:: Exercise goal ::
Extract all lines in the data that contain the word "LocalRepository".

= = = =

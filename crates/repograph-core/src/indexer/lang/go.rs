//! Go declarations and references.

use tree_sitter::Node;

use crate::indexer::symbols::{clean_children, go_module_name, unquote, Collector};
use crate::models::{DeclKind, ImportClause, RefKind};

pub fn walk(c: &mut Collector<'_>, root: Node<'_>) {
    let package = clean_children(root)
        .into_iter()
        .find(|n| n.kind() == "package_clause")
        .and_then(|clause| clean_children(clause).into_iter().next())
        .map(|n| c.text(n).to_string())
        .unwrap_or_default();
    let module = go_module_name(c.path(), &package);
    c.set_module(module);
    visit(c, root);
}

fn visit(c: &mut Collector<'_>, node: Node<'_>) {
    if node.is_error() {
        return;
    }
    match node.kind() {
        "package_clause" => {}
        "import_spec" => import_spec(c, node),
        "function_declaration" => function_declaration(c, node),
        "method_declaration" => method_declaration(c, node),
        "type_spec" => type_spec(c, node),
        "call_expression" => call_expression(c, node),
        "composite_literal" => composite_literal(c, node),
        _ => visit_children(c, node),
    }
}

fn visit_children(c: &mut Collector<'_>, node: Node<'_>) {
    for child in clean_children(node) {
        visit(c, child);
    }
}

/// `import "a/b"` / `import x "a/b"` / `import . "a/b"`
fn import_spec(c: &mut Collector<'_>, node: Node<'_>) {
    let Some(path) = node.child_by_field_name("path") else {
        return;
    };
    let path = unquote(c.text(path));
    let mut clause = ImportClause::default();
    match node.child_by_field_name("name") {
        Some(name) if name.kind() == "dot" => clause.wildcard = true,
        Some(name) if name.kind() == "blank_identifier" => {}
        Some(name) => clause.module_alias = Some(c.text(name).to_string()),
        None => {
            clause.module_alias = path.rsplit('/').next().map(str::to_string);
        }
    }
    c.import(path, clause, node);
}

fn function_declaration(c: &mut Collector<'_>, node: Node<'_>) {
    let Some(name) = node.child_by_field_name("name") else {
        return;
    };
    c.enter(DeclKind::Function, c.text(name), node);
    if let Some(body) = node.child_by_field_name("body") {
        visit_children(c, body);
    }
    c.leave();
}

/// Receiver type name of `func (s *Server) Run()`.
fn receiver_type(c: &Collector<'_>, receiver: Node<'_>) -> Option<String> {
    let param = clean_children(receiver)
        .into_iter()
        .find(|n| n.kind() == "parameter_declaration")?;
    let mut ty = param.child_by_field_name("type")?;
    loop {
        match ty.kind() {
            "pointer_type" => ty = clean_children(ty).into_iter().next()?,
            "generic_type" => ty = ty.child_by_field_name("type")?,
            "type_identifier" => return Some(c.text(ty).to_string()),
            _ => return None,
        }
    }
}

fn method_declaration(c: &mut Collector<'_>, node: Node<'_>) {
    let Some(name) = node.child_by_field_name("name") else {
        return;
    };
    let owner = node
        .child_by_field_name("receiver")
        .and_then(|r| receiver_type(c, r));

    match owner {
        Some(owner) => {
            c.push_scope(DeclKind::Class, &owner);
            c.enter(DeclKind::Method, c.text(name), node);
            if let Some(body) = node.child_by_field_name("body") {
                visit_children(c, body);
            }
            c.leave();
            c.leave();
        }
        None => {
            c.enter(DeclKind::Method, c.text(name), node);
            if let Some(body) = node.child_by_field_name("body") {
                visit_children(c, body);
            }
            c.leave();
        }
    }
}

fn type_reference(c: &mut Collector<'_>, kind: RefKind, node: Node<'_>) {
    match node.kind() {
        "type_identifier" => c.reference(kind, c.text(node), None, node),
        "qualified_type" => {
            let package = node.child_by_field_name("package").map(|p| c.text(p));
            c.reference(kind, c.text(node), package, node);
        }
        "pointer_type" | "generic_type" => {
            if let Some(inner) = clean_children(node).into_iter().next() {
                type_reference(c, kind, inner);
            }
        }
        _ => {}
    }
}

fn type_spec(c: &mut Collector<'_>, node: Node<'_>) {
    let (Some(name), Some(ty)) = (
        node.child_by_field_name("name"),
        node.child_by_field_name("type"),
    ) else {
        return;
    };
    let name = c.text(name);
    match ty.kind() {
        "struct_type" => {
            c.enter(DeclKind::Class, name, node);
            // Embedded fields have a type but no name.
            for list in clean_children(ty) {
                for field in clean_children(list) {
                    if field.kind() == "field_declaration"
                        && field.child_by_field_name("name").is_none()
                    {
                        if let Some(embedded) = field.child_by_field_name("type") {
                            type_reference(c, RefKind::Inheritance, embedded);
                        }
                    }
                }
            }
            c.leave();
        }
        "interface_type" => {
            c.enter(DeclKind::Interface, name, node);
            for elem in clean_children(ty) {
                if elem.kind() == "type_elem" {
                    for embedded in clean_children(elem) {
                        type_reference(c, RefKind::Inheritance, embedded);
                    }
                }
            }
            c.leave();
        }
        _ => {}
    }
}

fn call_expression(c: &mut Collector<'_>, node: Node<'_>) {
    if let Some(function) = node.child_by_field_name("function") {
        match function.kind() {
            "identifier" => c.reference(RefKind::Call, c.text(function), None, node),
            "selector_expression" => {
                let operand = function.child_by_field_name("operand").map(|o| c.text(o));
                c.reference(RefKind::Call, c.text(function), operand, node);
            }
            _ => {}
        }
    }
    visit_children(c, node);
}

fn composite_literal(c: &mut Collector<'_>, node: Node<'_>) {
    if let Some(ty) = node.child_by_field_name("type") {
        type_reference(c, RefKind::Instantiation, ty);
    }
    visit_children(c, node);
}
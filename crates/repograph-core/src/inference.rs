//! Inference gateway: turns ambiguous clusters (and optionally unexplained
//! nodes) into bounded requests to an external inference collaborator and
//! merges the answers into a graph draft as inferred data.

use std::collections::{HashMap, HashSet};
use std::sync::Arc;
use std::time::Duration;

use async_trait::async_trait;
use serde::{Deserialize, Serialize};

use crate::config::InferenceConfig;
use crate::errors::InferenceError;
use crate::graph::builder::GraphDraft;
use crate::indexer::relations::{RelationMap, SymbolRef};
use crate::models::{
    EdgeKind, GraphEdge, NodeExplanation, NodeId, NodeKind, Provenance, RefKind,
};

/// A node offered to the collaborator as context.
#[derive(Debug, Clone, PartialEq, Serialize, Deserialize)]
pub struct CandidateNode {
    pub id: NodeId,
    pub label: String,
    pub kind: NodeKind,
    pub path: String,
    pub qualified_name: String,
}

#[derive(Debug, Clone, PartialEq, Serialize, Deserialize)]
#[serde(tag = "subject", rename_all = "snake_case")]
pub enum InferenceSubject {
    /// A reference the mapper could not pin to one declaration.
    Cluster {
        cluster_id: String,
        source: CandidateNode,
        target_text: String,
        kind: RefKind,
        reference_count: u64,
        path: String,
        line: u32,
        candidates: Vec<CandidateNode>,
    },
    /// A node whose purpose has not been explained yet.
    Node { node: CandidateNode },
}

impl InferenceSubject {
    pub fn subject_id(&self) -> &str {
        match self {
            Self::Cluster { cluster_id, .. } => cluster_id,
            Self::Node { node } => &node.id,
        }
    }

    fn reference_count(&self) -> u64 {
        match self {
            Self::Cluster {
                reference_count, ..
            } => *reference_count,
            Self::Node { .. } => 0,
        }
    }
}

#[derive(Debug, Clone, PartialEq, Serialize, Deserialize)]
pub struct InferenceBatch {
    pub repo_ref: String,
    /// Position of this batch within the job, starting at 0.
    pub sequence: usize,
    pub subjects: Vec<InferenceSubject>,
}

#[derive(Debug, Clone, PartialEq, Serialize, Deserialize)]
#[serde(tag = "type", rename_all = "snake_case")]
pub enum Suggestion {
    Edge {
        target: NodeId,
        kind: EdgeKind,
        #[serde(default)]
        description: Option<String>,
    },
    Explanation { text: String },
}

/// One answer from the collaborator, naming the subject it answers.
#[derive(Debug, Clone, PartialEq, Serialize, Deserialize)]
pub struct InferenceCandidate {
    pub subject_id: String,
    pub suggestion: Suggestion,
    pub confidence: f64,
}

#[async_trait]
pub trait InferenceService: Send + Sync {
    async fn infer(&self, batch: InferenceBatch) -> Result<Vec<InferenceCandidate>, InferenceError>;
}

/// Offline stand-in: every request is unavailable.
#[derive(Debug, Clone, Copy, Default)]
pub struct DisabledInference;

#[async_trait]
impl InferenceService for DisabledInference {
    async fn infer(&self, _batch: InferenceBatch) -> Result<Vec<InferenceCandidate>, InferenceError> {
        Err(InferenceError::Unavailable("inference is disabled".into()))
    }
}

/// What one augmentation pass did to a draft.
#[derive(Debug, Clone, Default, PartialEq, Eq)]
pub struct InferenceReport {
    pub batches_sent: usize,
    pub batches_failed: usize,
    pub edges_added: u64,
    pub explanations_added: u64,
    pub candidates_dropped: u64,
    /// Ambiguous references left without an inferred edge.
    pub unresolved_references: u64,
    pub partial: bool,
}

pub struct InferenceGateway {
    service: Arc<dyn InferenceService>,
    config: InferenceConfig,
}

fn candidate_node(draft: &GraphDraft, id: &str) -> Option<CandidateNode> {
    draft.node(id).map(|n| CandidateNode {
        id: n.id.clone(),
        label: n.label.clone(),
        kind: n.kind,
        path: n.path.clone(),
        qualified_name: n.qualified_name.clone(),
    })
}

impl InferenceGateway {
    pub fn new(service: Arc<dyn InferenceService>, config: InferenceConfig) -> Self {
        Self { service, config }
    }

    fn subjects(&self, relations: &RelationMap, draft: &GraphDraft) -> Vec<InferenceSubject> {
        let mut subjects = Vec::new();
        for cluster in &relations.clusters {
            let Some(source) = candidate_node(draft, &relations.node_id(cluster.source)) else {
                continue;
            };
            let candidates = cluster
                .candidates
                .iter()
                .filter_map(|&decl| candidate_node(draft, &relations.node_id(SymbolRef::Decl(decl))))
                .collect();
            subjects.push(InferenceSubject::Cluster {
                cluster_id: cluster.cluster_id.clone(),
                source,
                target_text: cluster.target_text.clone(),
                kind: cluster.kind,
                reference_count: cluster.reference_count,
                path: cluster.path.clone(),
                line: cluster.line,
                candidates,
            });
        }
        if self.config.explain_nodes {
            subjects.extend(
                draft
                    .nodes_without_explanation()
                    .take(self.config.max_explained_nodes)
                    .filter_map(|n| candidate_node(draft, &n.id))
                    .map(|node| InferenceSubject::Node { node }),
            );
        }
        subjects
    }

    /// Apply one answer. Returns whether it changed the draft.
    fn apply(
        draft: &mut GraphDraft,
        subject: &InferenceSubject,
        candidate: InferenceCandidate,
    ) -> bool {
        let Some(provenance) = Provenance::inferred(candidate.confidence) else {
            return false;
        };
        match (subject, candidate.suggestion) {
            (
                InferenceSubject::Cluster {
                    source,
                    reference_count,
                    ..
                },
                Suggestion::Edge {
                    target,
                    kind,
                    description,
                },
            ) => {
                if target == source.id {
                    return false;
                }
                draft.add_edge(GraphEdge {
                    source: source.id.clone(),
                    target,
                    kind,
                    weight: u32::try_from(*reference_count).unwrap_or(u32::MAX).max(1),
                    provenance,
                    description,
                })
            }
            (InferenceSubject::Node { node }, Suggestion::Explanation { text }) => {
                let text = text.trim();
                if text.is_empty() {
                    return false;
                }
                draft.set_explanation(
                    &node.id,
                    NodeExplanation {
                        text: text.to_string(),
                        confidence: provenance.confidence(),
                    },
                )
            }
            _ => false,
        }
    }

    /// Send every subject to the collaborator and merge the answers into
    /// `draft`, recording degraded coverage on the draft itself.
    pub async fn augment(
        &self,
        repo_ref: &str,
        relations: &RelationMap,
        draft: &mut GraphDraft,
    ) -> InferenceReport {
        let subjects = self.subjects(relations, draft);
        let mut report = InferenceReport::default();

        if subjects.is_empty() {
            return report;
        }

        if !self.config.enabled {
            report.unresolved_references = subjects.iter().map(InferenceSubject::reference_count).sum();
            report.partial = report.unresolved_references > 0;
            tracing::debug!(
                repo = repo_ref,
                unresolved = report.unresolved_references,
                "inference disabled; ambiguous references left unresolved"
            );
            Self::record(draft, &report);
            return report;
        }

        let timeout = Duration::from_millis(self.config.timeout_ms);
        for (sequence, chunk) in subjects.chunks(self.config.batch_size.max(1)).enumerate() {
            let batch = InferenceBatch {
                repo_ref: repo_ref.to_string(),
                sequence,
                subjects: chunk.to_vec(),
            };
            report.batches_sent += 1;

            let answer = match tokio::time::timeout(timeout, self.service.infer(batch)).await {
                Ok(result) => result,
                Err(_) => Err(InferenceError::Timeout(self.config.timeout_ms)),
            };
            let candidates = match answer {
                Ok(candidates) => candidates,
                Err(err) => {
                    let omitted: u64 = chunk.iter().map(InferenceSubject::reference_count).sum();
                    tracing::warn!(
                        repo = repo_ref,
                        batch = sequence,
                        omitted,
                        error = %err,
                        "inference batch failed; references omitted"
                    );
                    report.batches_failed += 1;
                    report.unresolved_references += omitted;
                    report.partial = true;
                    continue;
                }
            };

            let by_id: HashMap<&str, &InferenceSubject> =
                chunk.iter().map(|s| (s.subject_id(), s)).collect();
            let mut answered: HashSet<&str> = HashSet::new();
            for candidate in candidates {
                let Some(&subject) = by_id.get(candidate.subject_id.as_str()) else {
                    tracing::debug!(subject = %candidate.subject_id, "dropping candidate for unknown subject");
                    report.candidates_dropped += 1;
                    continue;
                };
                let explanation = matches!(candidate.suggestion, Suggestion::Explanation { .. });
                if Self::apply(draft, subject, candidate) {
                    answered.insert(subject.subject_id());
                    if explanation {
                        report.explanations_added += 1;
                    } else {
                        report.edges_added += 1;
                    }
                } else {
                    report.candidates_dropped += 1;
                }
            }

            report.unresolved_references += chunk
                .iter()
                .filter(|s| !answered.contains(s.subject_id()))
                .map(InferenceSubject::reference_count)
                .sum::<u64>();
        }

        tracing::debug!(
            repo = repo_ref,
            batches = report.batches_sent,
            failed = report.batches_failed,
            edges = report.edges_added,
            explanations = report.explanations_added,
            dropped = report.candidates_dropped,
            "inference pass finished"
        );
        Self::record(draft, &report);
        report
    }

    fn record(draft: &mut GraphDraft, report: &InferenceReport) {
        let coverage = draft.coverage_mut();
        coverage.unresolved_references += report.unresolved_references;
        coverage.partial_relationship_coverage |= report.partial;
    }
}
impl JobStatus {
    pub fn as_str(&self) -> &'static str {
        match self {
            Self::Queued => "queued",
            Self::Running => "running",
            Self::Complete => "complete",
            Self::Failed => "failed",
        }
    }

    pub fn is_terminal(&self) -> bool {
        matches!(self, Self::Complete | Self::Failed)
    }

    pub fn is_active(&self) -> bool {
        matches!(self, Self::Queued | Self::Running)
    }
}

impl fmt::Display for JobStatus {
    fn fmt(&self, f: &mut fmt::Formatter<'_>) -> fmt::Result {
        f.write_str(self.as_str())
    }
}

impl FromStr for JobStatus {
    type Err = String;

    fn from_str(s: &str) -> Result<Self, Self::Err> {
        match s {
            "queued" => Ok(Self::Queued),
            "running" => Ok(Self::Running),
            "complete" => Ok(Self::Complete),
            "failed" => Ok(Self::Failed),
            other => Err(format!("unknown job status: {other}")),
        }
    }
}

/// One repository analysis request and its retry-bounded lifecycle.
#[derive(Debug, Clone, PartialEq, Serialize, Deserialize)]
pub struct AnalysisJob {
    pub job_id: JobId,
    pub repo_ref: String,
    pub status: JobStatus,
    /// Number of failed attempts so far (0..=MAX_ATTEMPTS).
    pub attempt_count: u32,
    pub created_at: DateTime<Utc>,
    pub completed_at: Option<DateTime<Utc>>,
    pub failure_reason: Option<String>,
    pub graph_version: Option<GraphVersionId>,
    pub coverage: Option<Coverage>,
}

impl AnalysisJob {
    pub fn new(repo_ref: &str) -> Self {
        Self {
            job_id: uuid::Uuid::new_v4().to_string(),
            repo_ref: repo_ref.to_string(),
            status: JobStatus::Queued,
            attempt_count: 0,
            created_at: Utc::now(),
            completed_at: None,
            failure_reason: None,
            graph_version: None,
            coverage: None,
        }
    }
}

// ---------------------------------------------------------------------------
// SourceFile
// ---------------------------------------------------------------------------

#[derive(Debug, Clone, PartialEq, Eq, Serialize, Deserialize)]
#[serde(tag = "outcome", content = "detail", rename_all = "lowercase")]
pub enum ParseOutcome {
    Ok,
    Partial(String),
    Failed(String),
    /// Unsupported language or over the size cap; never parsed.
    Skipped(String),
}

impl ParseOutcome {
    pub fn as_str(&self) -> &'static str {
        match self {
            Self::Ok => "ok",
            Self::Partial(_) => "partial",
            Self::Failed(_) => "failed",
            Self::Skipped(_) => "skipped",
        }
    }

    pub fn detail(&self) -> Option<&str> {
        match self {
            Self::Ok => None,
            Self::Partial(d) | Self::Failed(d) | Self::Skipped(d) => Some(d.as_str()),
        }
    }

    /// Whether the file has a tree usable for graph nodes.
    pub fn is_usable(&self) -> bool {
        matches!(self, Self::Ok | Self::Partial(_))
    }

    pub fn from_parts(outcome: &str, detail: Option<String>) -> Self {
        let detail = detail.unwrap_or_default();
        match outcome {
            "ok" => Self::Ok,
            "partial" => Self::Partial(detail),
            "failed" => Self::Failed(detail),
            _ => Self::Skipped(detail),
        }
    }
}
use std::path::PathBuf;

use anyhow::{bail, Context, Result};
use clap::{Parser, Subcommand, ValueEnum};

use repograph_core::logging::{self, LogFormat};
use repograph_core::models::JobStatus;
use repograph_core::repository::LocalRepository;
use repograph_core::{EngineConfig, Orchestrator};

/// Build a dependency graph of a source repository
#[derive(Parser, Debug)]
#[command(name = "repograph", version)]
struct Cli {
    /// Path to configuration file (TOML)
    #[arg(long, global = true)]
    config: Option<PathBuf>,

    /// Log format on stderr
    #[arg(long, global = true, default_value = "text")]
    format: LogFormat,

    #[arg(short, long, global = true)]
    verbose: bool,

    #[command(subcommand)]
    command: Commands,
}

#[derive(Subcommand, Debug)]
enum Commands {
    /// Analyse a local directory and print the result as JSON
    Analyze {
        dir: PathBuf,

        #[arg(long, value_enum, default_value_t = Output::Graph)]
        output: Output,
    },
}

#[derive(Clone, Copy, Debug, ValueEnum)]
enum Output {
    Graph,
    Coverage,
}

#[tokio::main]
async fn main() -> Result<()> {
    let cli = Cli::parse();
    logging::init(cli.format, cli.verbose)?;
    let config = EngineConfig::resolve(cli.config.as_deref())?;

    match cli.command {
        Commands::Analyze { dir, output } => analyze(config, dir, output).await,
    }
}

async fn analyze(config: EngineConfig, dir: PathBuf, output: Output) -> Result<()> {
    let dir = dir
        .canonicalize()
        .with_context(|| format!("cannot open {}", dir.display()))?;
    let repo_ref = dir.to_string_lossy().into_owned();

    let orchestrator = Orchestrator::builder(config, std::sync::Arc::new(LocalRepository::new()))
        .start()
        .await?;
    let job_id = orchestrator.submit(&repo_ref).await?;
    let view = orchestrator.wait(&job_id).await?;
    if view.status != JobStatus::Complete {
        orchestrator.shutdown().await;
        bail!(
            "analysis of {repo_ref} failed after {} attempt(s): {}",
            view.attempt_count,
            view.failure_reason.unwrap_or_default()
        );
    }

    let graph = orchestrator.get_result(&job_id).await?;
    let json = match output {
        Output::Graph => serde_json::to_string_pretty(&*graph)?,
        Output::Coverage => serde_json::to_string_pretty(&graph.coverage)?,
    };
    println!("{json}");
    orchestrator.shutdown().await;
    Ok(())
}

= = = =

:: Response to the task ::
use repograph_core::repository::LocalRepository;
    let orchestrator = Orchestrator::builder(config, std::sync::Arc::new(LocalRepository::new()))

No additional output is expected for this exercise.